One of the things I love most of living in a (small) city is that I can do 90% of my grocery shopping at mom-and-pop shops in (motivated) walking distance from my house. We have found dried chiles that I never knew existed at the Latin American grocery and the chorizo they make there is stuffed in real intestine. The Chinese fish market sold us the freshest, sweetest, most tender white fish I have ever eaten—and I have no clue what it is called. Even though I had to bone it, it was absolutely worth the effort. The Italian grocery stores we frequent sell beautiful produce, meat choices like ground lamb and wild boar sausage, and a selection of European chocolates, cheeses, cookies, coffees, and fresh pasta that leaves me utterly weak in the knees.
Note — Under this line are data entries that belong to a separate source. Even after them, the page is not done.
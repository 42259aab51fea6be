//! Procedural macro for `envdefault`.
//!
//! Provides `#[derive(EnvDefault)]`, which describes a struct's fields as a
//! static table the `envdefault` runtime walks to fill them from the
//! environment. Use the re-export from the `envdefault` crate rather than
//! depending on this crate directly.
//!
//! # Modules
//!
//! - `parse` - Attribute parsing for `#[env(...)]` and `#[env_default(...)]`
//! - `field` - Per-field table entries and setters
//! - `expand` - The generated `impl EnvDefault`

use proc_macro::TokenStream;
use syn::{DeriveInput, parse_macro_input};

mod expand;
mod field;
mod parse;

/// Derive macro for filling a struct from environment variables and defaults.
///
/// Every named field gets an entry in the generated `FIELDS` table. Fields
/// with `pub` or `pub(...)` visibility are written by the loader; private
/// fields and `#[env(skip)]` fields are left alone.
///
/// # Field Attributes
///
/// All optional, on `#[env(...)]`:
///
/// | Attribute | Description |
/// |-----------|-------------|
/// | `var = "NAME"` | Environment key (derived from the field name otherwise) |
/// | `default = "value"` | Used when the key is not set; `""` means no default |
/// | `skip` | Never write this field |
/// | `parse` | Coerce with `FromStr` instead of `Coerce` |
/// | `secret` | Mask the value in errors and logs |
///
/// # Struct Attributes
///
/// | Attribute | Description |
/// |-----------|-------------|
/// | `prefix = "APP_"` | Prepended to derived keys |
///
/// # Example
///
/// ```ignore
/// use envdefault::EnvDefault;
///
/// #[derive(EnvDefault, Default)]
/// #[env_default(prefix = "APP_")]
/// pub struct Config {
///     #[env(var = "DATABASE_URL", secret)]
///     pub db_url: String,
///
///     // reads APP_SERVER_PORT
///     #[env(default = "8080")]
///     pub server_port: u16,
/// }
/// ```
///
/// A field whose type has no `Coerce` impl fails to compile unless it is
/// marked `parse`, `skip`, or is not `pub`.
#[proc_macro_derive(EnvDefault, attributes(env, env_default))]
pub fn derive_env_default(input: TokenStream) -> TokenStream {
    let input = parse_macro_input!(input as DeriveInput);

    expand::Expander::expand(&input)
        .unwrap_or_else(|err| err.to_compile_error())
        .into()
}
And I love that the market next to the wine store will sell me one carrot or a piece of celery for 25 cents if I am short on mirepoix and don’t have the heart to buy a whole bag.
The trouble, as we food lovers know, is that these places are like the Cave of Wonders in Aladdin. You go in there for one thing, and you come out with…three bags full. Somehow, ‘I need a good hunk of parm’ turns into ‘Oooh, look at these figs!’ and ‘What about this broccoli raab?’ or ‘My life might change if I can have this triple crème cheese.’
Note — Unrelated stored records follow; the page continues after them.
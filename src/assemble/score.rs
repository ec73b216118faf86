//! Derived total scores over component items.

use arrow::array::Float64Array;
use arrow::datatypes::{DataType, Field, Schema};
use arrow::record_batch::RecordBatch;
use std::sync::Arc;

use crate::error::{Error, Result};
use crate::tabular;

/// Per-component recoding applied before summation
#[derive(Debug, Clone, Copy, PartialEq)]
pub enum Recode {
    /// Use the raw value
    Identity,
    /// Flip a 0/1 indicator (0 -> 1, 1 -> 0)
    FlipBinary,
    /// Reverse-key an item scored against `max` (value -> max - value)
    Reverse {
        /// Sum of the scale's minimum and maximum item value
        max: f64,
    },
}

impl Recode {
    fn apply(self, value: f64) -> f64 {
        match self {
            Self::Identity => value,
            Self::FlipBinary => 1.0 - value,
            Self::Reverse { max } => max - value,
        }
    }
}

/// Append a row-wise total of the recoded components as a new `Float64`
/// column named `out_col`.
///
/// The total is null whenever any component is null; there is no
/// partial-sum behavior. The output column name must not already exist.
pub fn derive_total_score(
    table: &RecordBatch,
    out_col: &str,
    components: &[(&str, Recode)],
) -> Result<RecordBatch> {
    if table.schema().index_of(out_col).is_ok() {
        return Err(Error::DuplicateColumn {
            column: out_col.to_string(),
        });
    }

    let arrays = components
        .iter()
        .map(|(name, _)| tabular::column(table, name))
        .collect::<Result<Vec<_>>>()?;

    let mut totals: Vec<Option<f64>> = Vec::with_capacity(table.num_rows());
    for row in 0..table.num_rows() {
        let mut total = Some(0.0);
        for (array, (name, recode)) in arrays.iter().zip(components) {
            match tabular::numeric_value(array, name, row)? {
                Some(v) => {
                    total = total.map(|t| t + recode.apply(v));
                }
                None => {
                    total = None;
                    break;
                }
            }
        }
        totals.push(total);
    }

    let mut fields: Vec<Field> = table
        .schema()
        .fields()
        .iter()
        .map(|f| f.as_ref().clone())
        .collect();
    fields.push(Field::new(out_col, DataType::Float64, true));

    let mut columns = table.columns().to_vec();
    columns.push(Arc::new(Float64Array::from(totals)));

    Ok(RecordBatch::try_new(
        Arc::new(Schema::new(fields)),
        columns,
    )?)
}

#[cfg(test)]
mod tests {
    use super::*;
    use arrow::array::{Array, Int64Array};

    fn items_batch() -> RecordBatch {
        let schema = Arc::new(Schema::new(vec![
            Field::new("a", DataType::Int64, true),
            Field::new("b", DataType::Int64, true),
            Field::new("c", DataType::Int64, true),
        ]));
        RecordBatch::try_new(
            schema,
            vec![
                Arc::new(Int64Array::from(vec![Some(1), Some(2)])),
                Arc::new(Int64Array::from(vec![Some(2), None])),
                Arc::new(Int64Array::from(vec![Some(0), Some(3)])),
            ],
        )
        .unwrap()
    }

    #[test]
    fn test_total_is_exact_sum() {
        let batch = items_batch();
        let scored = derive_total_score(
            &batch,
            "total",
            &[
                ("a", Recode::Identity),
                ("b", Recode::Identity),
                ("c", Recode::Identity),
            ],
        )
        .unwrap();
        let totals = tabular::f64_column(&scored, "total").unwrap();
        assert_eq!(totals.value(0), 3.0);
    }

    #[test]
    fn test_missing_component_makes_total_missing() {
        let batch = items_batch();
        let scored = derive_total_score(
            &batch,
            "total",
            &[
                ("a", Recode::Identity),
                ("b", Recode::Identity),
                ("c", Recode::Identity),
            ],
        )
        .unwrap();
        let totals = tabular::f64_column(&scored, "total").unwrap();
        assert!(totals.is_null(1));
    }

    #[test]
    fn test_recodes() {
        assert_eq!(Recode::FlipBinary.apply(0.0), 1.0);
        assert_eq!(Recode::FlipBinary.apply(1.0), 0.0);
        assert_eq!(Recode::Reverse { max: 4.0 }.apply(1.0), 3.0);
        assert_eq!(Recode::Reverse { max: 4.0 }.apply(3.0), 1.0);
    }

    #[test]
    fn test_flip_binary_in_sum() {
        let schema = Arc::new(Schema::new(vec![Field::new("flag", DataType::Int64, true)]));
        let batch = RecordBatch::try_new(
            schema,
            vec![Arc::new(Int64Array::from(vec![Some(0), Some(1), None]))],
        )
        .unwrap();
        let scored =
            derive_total_score(&batch, "flipped", &[("flag", Recode::FlipBinary)]).unwrap();
        let flipped = tabular::f64_column(&scored, "flipped").unwrap();
        assert_eq!(flipped.value(0), 1.0);
        assert_eq!(flipped.value(1), 0.0);
        assert!(flipped.is_null(2));
    }

    #[test]
    fn test_existing_output_column_rejected() {
        let batch = items_batch();
        let err = derive_total_score(&batch, "a", &[("b", Recode::Identity)]).unwrap_err();
        assert!(matches!(err, Error::DuplicateColumn { column } if column == "a"));
    }
}
//! Configuration for the assembly and imputation pipeline.

use std::fmt;
use std::path::PathBuf;

/// Options controlling a multiple-imputation run
#[derive(Debug, Clone)]
pub struct ImputeOptions {
    /// Number of completed datasets to produce
    pub m: usize,
    /// Seed for the per-run random streams; identical inputs and seed
    /// reproduce the ensemble bit-for-bit
    pub seed: u64,
    /// Maximum chained-equation sweeps per run
    pub max_iterations: usize,
    /// Donor pool size for predictive mean matching
    pub donors: usize,
}

impl Default for ImputeOptions {
    fn default() -> Self {
        Self {
            m: 20,
            seed: 20_240_117,
            max_iterations: 10,
            donors: 5,
        }
    }
}

/// Configuration for a full pipeline run
#[derive(Debug, Clone)]
pub struct PipelineConfig {
    /// Directory containing the input table snapshots
    pub input_dir: PathBuf,
    /// Directory receiving the predictor table and the ensemble
    pub output_dir: PathBuf,
    /// Imputation options
    pub impute: ImputeOptions,
}

impl Default for PipelineConfig {
    fn default() -> Self {
        Self {
            input_dir: PathBuf::from("data"),
            output_dir: PathBuf::from("output"),
            impute: ImputeOptions::default(),
        }
    }
}

impl fmt::Display for PipelineConfig {
    fn fmt(&self, f: &mut fmt::Formatter<'_>) -> fmt::Result {
        writeln!(f, "Pipeline Configuration:")?;
        writeln!(f, "  Input Directory: {}", self.input_dir.display())?;
        writeln!(f, "  Output Directory: {}", self.output_dir.display())?;
        writeln!(f, "  Imputations (m): {}", self.impute.m)?;
        writeln!(f, "  Seed: {}", self.impute.seed)?;
        writeln!(f, "  Max Iterations: {}", self.impute.max_iterations)?;
        Ok(())
    }
}
//! Missingness-pattern enumeration.

use arrow::array::{Float64Array, StringArray, UInt64Array};
use arrow::datatypes::{DataType, Field, Schema};
use arrow::record_batch::RecordBatch;
use itertools::Itertools;
use smallvec::SmallVec;
use std::sync::Arc;

use crate::error::Result;
use crate::labels::VariableLabels;
use crate::missing::percentage;
use crate::tabular;

/// Per-row missingness flags over a fixed column set (`true` = missing)
pub type PatternFlags = SmallVec<[bool; 8]>;

/// One distinct missingness pattern with its occurrence count
#[derive(Debug, Clone, PartialEq)]
pub struct PatternRow {
    /// Missingness flag per column, in the supplied column order
    pub flags: PatternFlags,
    /// Number of rows exhibiting this pattern
    pub count: usize,
    /// Count as a percentage of the table's total row count
    pub percent: f64,
}

/// All distinct missingness patterns of a table over a column set
#[derive(Debug, Clone)]
pub struct PatternTable {
    /// Column names, in the order supplied by the caller
    pub columns: Vec<String>,
    /// Display labels, parallel to `columns`
    pub labels: Vec<String>,
    /// Patterns ordered by descending count, ties by lexicographic flags
    /// (all-observed first)
    pub rows: Vec<PatternRow>,
    /// Row count of the analyzed table
    pub total_rows: usize,
}

impl PatternTable {
    /// Count of rows with the all-observed pattern, zero if absent
    #[must_use]
    pub fn complete_case_count(&self) -> usize {
        self.rows
            .iter()
            .find(|r| r.flags.iter().all(|&missing| !missing))
            .map_or(0, |r| r.count)
    }

    /// Render as a record batch: one `Utf8` column per variable (labelled,
    /// values `observed`/`missing`), plus count and percentage columns
    pub fn to_batch(&self) -> Result<RecordBatch> {
        let mut fields: Vec<Field> = self
            .labels
            .iter()
            .map(|label| Field::new(label, DataType::Utf8, false))
            .collect();
        fields.push(Field::new("n", DataType::UInt64, false));
        fields.push(Field::new("percent", DataType::Float64, false));

        let mut columns: Vec<arrow::array::ArrayRef> = Vec::with_capacity(fields.len());
        for col in 0..self.columns.len() {
            let status: Vec<&str> = self
                .rows
                .iter()
                .map(|r| if r.flags[col] { "missing" } else { "observed" })
                .collect();
            columns.push(Arc::new(StringArray::from(status)));
        }
        columns.push(Arc::new(UInt64Array::from(
            self.rows.iter().map(|r| r.count as u64).collect::<Vec<_>>(),
        )));
        columns.push(Arc::new(Float64Array::from(
            self.rows.iter().map(|r| r.percent).collect::<Vec<_>>(),
        )));

        Ok(RecordBatch::try_new(Arc::new(Schema::new(fields)), columns)?)
    }
}

/// Enumerate the distinct observed/missing combinations of `columns`.
///
/// Rows are partitioned by their missingness vector; pattern counts sum to
/// the table's row count. Ordering is deterministic: descending count, ties
/// broken by lexicographic flag order so the all-observed pattern leads.
/// `labels` affects display names only.
pub fn missing_pattern(
    table: &RecordBatch,
    columns: &[&str],
    labels: &VariableLabels,
) -> Result<PatternTable> {
    let masks = columns
        .iter()
        .map(|c| tabular::null_mask(table, c))
        .collect::<Result<Vec<_>>>()?;
    let total_rows = table.num_rows();

    let mut rows: Vec<PatternRow> = (0..total_rows)
        .map(|row| masks.iter().map(|m| m[row]).collect::<PatternFlags>())
        .counts()
        .into_iter()
        .map(|(flags, count)| PatternRow {
            flags,
            count,
            percent: percentage(count, total_rows),
        })
        .collect();
    rows.sort_by(|a, b| b.count.cmp(&a.count).then_with(|| a.flags.cmp(&b.flags)));

    Ok(PatternTable {
        columns: columns.iter().map(|c| (*c).to_string()).collect(),
        labels: columns
            .iter()
            .map(|c| labels.label_for(c).to_string())
            .collect(),
        rows,
        total_rows,
    })
}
This week, I committed the most egregious of all sins. I went grocery shopping at the Italian market on Thursday, allowed myself a few indulgences like artisan bread and delicate produce, and then promptly left for a long weekend. (I know, it’s horrible.) I felt like a child who begged for a brand new toy, loved it in the car on the way home form the store, and then left it in the backseat for a sad, Velveteen Rabbit-like fate (minus the whole coming to life thing.)
When we got back to my apartment on Sunday night, the lovely, crusty bread had gone waaaay stale in its rustic paper sack, and the produce was languishing in the crisper. Two years ago, I might have tossed the whole lot and ordered pizza, but not anymore! If my mom is the patron saint of lost food, then Tony is well on his way to canonization.
So, we cracked a bunch of eggs (the ones I got from the roadside stand!) whisked them together with whole milk and hot sauce, fried up a couple pieces of bacon, chopped and sautéed all the limp vegetables (yes…in the drippings), grated some expiring pepper jack cheese, and tore the stale bread into pieces. A great tip I learned from Tony: if you microwave stale bread for a few seconds, you can rip it up more easily—but you’ve got to work quickly because it hardens up again fast. We layered it all into a 9 x 13, covered it, and went to bed. The next day we had effortless, incredibly delicious strata, (to be enjoyed in small portions with a side of salad!), and my refrigerator and my conscience were cleared.
My sad, expired purchases actually did come back to life in this warm, crispy-outside-tender-inside casserole—I guess they had Velveteen ending after all.